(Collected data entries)
________

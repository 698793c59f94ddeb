use core::{
    cell::UnsafeCell,
    fmt,
    hint::spin_loop,
    ops::{Deref, DerefMut},
    sync::atomic::{AtomicBool, Ordering},
};

/// Test-and-test-and-set spin lock for critical sections that only touch a
/// few words of memory and never block.
pub struct SpinLock<T> {
    /// `true` while a [`SpinLockGuard`] exists.
    held: AtomicBool,
    inner: UnsafeCell<T>,
}

// Safety: the lock hands out one `&mut T` at a time; T only has to be Send.
unsafe impl<T: Send> Sync for SpinLock<T> {}
unsafe impl<T: Send> Send for SpinLock<T> {}

impl<T> SpinLock<T> {
    pub const fn new(inner: T) -> Self {
        Self {
            held: AtomicBool::new(false),
            inner: UnsafeCell::new(inner),
        }
    }

    /// Single acquisition attempt.
    #[inline]
    pub fn try_lock(&self) -> Option<SpinLockGuard<'_, T>> {
        self.held
            .compare_exchange(false, true, Ordering::Acquire, Ordering::Relaxed)
            .is_ok()
            .then(|| SpinLockGuard { lock: self })
    }

    /// Spin until the lock is ours.
    #[inline]
    pub fn lock(&self) -> SpinLockGuard<'_, T> {
        loop {
            if let Some(guard) = self.try_lock() {
                return guard;
            }
            // Wait on plain loads so contending cores don't bounce the line.
            while self.held.load(Ordering::Relaxed) {
                spin_loop();
            }
        }
    }

    #[inline]
    pub fn with_lock<R>(&self, f: impl FnOnce(&mut T) -> R) -> R {
        let mut guard = self.lock();
        f(&mut guard)
    }

    /// Exclusive access through `&mut self`; no locking needed.
    #[inline]
    pub const fn get_mut(&mut self) -> &mut T {
        self.inner.get_mut()
    }

    pub fn into_inner(self) -> T {
        self.inner.into_inner()
    }

    /// Racy snapshot for diagnostics and assertions.
    #[inline]
    pub fn is_locked(&self) -> bool {
        self.held.load(Ordering::Relaxed)
    }
}

impl<T: Default> Default for SpinLock<T> {
    fn default() -> Self {
        Self::new(T::default())
    }
}

impl<T> fmt::Debug for SpinLock<T> {
    fn fmt(&self, f: &mut fmt::Formatter<'_>) -> fmt::Result {
        f.debug_struct("SpinLock")
            .field("locked", &self.is_locked())
            .finish_non_exhaustive()
    }
}

pub struct SpinLockGuard<'a, T> {
    lock: &'a SpinLock<T>,
}

impl<T> Deref for SpinLockGuard<'_, T> {
    type Target = T;

    fn deref(&self) -> &T {
        // SAFETY: the guard proves exclusive access.
        unsafe { &*self.lock.inner.get() }
    }
}

impl<T> DerefMut for SpinLockGuard<'_, T> {
    fn deref_mut(&mut self) -> &mut T {
        // SAFETY: the guard proves exclusive access.
        unsafe { &mut *self.lock.inner.get() }
    }
}

impl<T> Drop for SpinLockGuard<'_, T> {
    fn drop(&mut self) {
        self.lock.held.store(false, Ordering::Release);
    }
}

________

→ Task item
Reproduce each line of the data without any change.

→ Response
repository 698793c59f94ddeb
use core::{
    cell::UnsafeCell,
    fmt,
    hint::spin_loop,
    ops::{Deref, DerefMut},
    sync::atomic::{AtomicBool, Ordering},
};

/// Test-and-test-and-set spin lock for critical sections that only touch a
/// few words of memory and never block.
pub struct SpinLock<T> {
    /// `true` while a [`SpinLockGuard`] exists.
    held: AtomicBool,
    inner: UnsafeCell<T>,
}

// Safety: the lock hands out one `&mut T` at a time; T only has to be Send.
unsafe impl<T: Send> Sync for SpinLock<T> {}
unsafe impl<T: Send> Send for SpinLock<T> {}

impl<T> SpinLock<T> {
    pub const fn new(inner: T) -> Self {
        Self {
            held: AtomicBool::new(false),
            inner: UnsafeCell::new(inner),
        }
    }

    /// Single acquisition attempt.
    #[inline]
    pub fn try_lock(&self) -> Option<SpinLockGuard<'_, T>> {
        self.held
            .compare_exchange(false, true, Ordering::Acquire, Ordering::Relaxed)
            .is_ok()
            .then(|| SpinLockGuard { lock: self })
    }

    /// Spin until the lock is ours.
    #[inline]
    pub fn lock(&self) -> SpinLockGuard<'_, T> {
        loop {
            if let Some(guard) = self.try_lock() {
                return guard;
            }
            // Wait on plain loads so contending cores don't bounce the line.
            while self.held.load(Ordering::Relaxed) {
                spin_loop();
            }
        }
    }

    #[inline]
    pub fn with_lock<R>(&self, f: impl FnOnce(&mut T) -> R) -> R {
        let mut guard = self.lock();
        f(&mut guard)
    }

    /// Exclusive access through `&mut self`; no locking needed.
    #[inline]
    pub const fn get_mut(&mut self) -> &mut T {
        self.inner.get_mut()
    }

    pub fn into_inner(self) -> T {
        self.inner.into_inner()
    }

    /// Racy snapshot for diagnostics and assertions.
    #[inline]
    pub fn is_locked(&self) -> bool {
        self.held.load(Ordering::Relaxed)
    }
}

impl<T: Default> Default for SpinLock<T> {
    fn default() -> Self {
        Self::new(T::default())
    }
}

impl<T> fmt::Debug for SpinLock<T> {
    fn fmt(&self, f: &mut fmt::Formatter<'_>) -> fmt::Result {
        f.debug_struct("SpinLock")
            .field("locked", &self.is_locked())
            .finish_non_exhaustive()
    }
}

pub struct SpinLockGuard<'a, T> {
    lock: &'a SpinLock<T>,
}

impl<T> Deref for SpinLockGuard<'_, T> {
    type Target = T;

    fn deref(&self) -> &T {
        // SAFETY: the guard proves exclusive access.
        unsafe { &*self.lock.inner.get() }
    }
}

impl<T> DerefMut for SpinLockGuard<'_, T> {
    fn deref_mut(&mut self) -> &mut T {
        // SAFETY: the guard proves exclusive access.
        unsafe { &mut *self.lock.inner.get() }
    }
}

impl<T> Drop for SpinLockGuard<'_, T> {
    fn drop(&mut self) {
        self.lock.held.store(false, Ordering::Release);
    }
}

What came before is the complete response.